• [WORK ITEM]: The lines to be copied are those below that contain "AppContext".

Stored data:
use verbo_core::responses::ConjugateResponse;

use crate::cli::GlobalFlags;
use crate::cli::root_commands::ConjugateArgs;
use crate::commands::shared::parse::{parse_language, parse_tense};
use crate::context::AppContext;
use crate::output::{Table, output};

/// Handle `verbo conjugate`.
pub fn handle(args: &ConjugateArgs, ctx: &AppContext, flags: &GlobalFlags) -> anyhow::Result<()> {
    let language = match &args.language {
        Some(raw) => parse_language(raw)?,
        None => ctx.config.general.language()?,
    };
    let tense = args.tense.as_deref().map(parse_tense).transpose()?;
    let response = verbo_rules::conjugate(language, &args.verb, tense)?;
    output(&response, flags.format, conjugation_table)
}

fn conjugation_table(response: &ConjugateResponse) -> Table {
    let mut table = Table::new(&["tense", "person", "form"]);
    for tense in &response.tenses {
        for form in &tense.forms {
            table.push_row(vec![
                tense.tense.to_string(),
                form.person.clone(),
                form.form.clone(),
            ]);
        }
    }
    table
}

• [RESULT]:
use crate::context::AppContext;
pub fn handle(args: &ConjugateArgs, ctx: &AppContext, flags: &GlobalFlags) -> anyhow::Result<()> {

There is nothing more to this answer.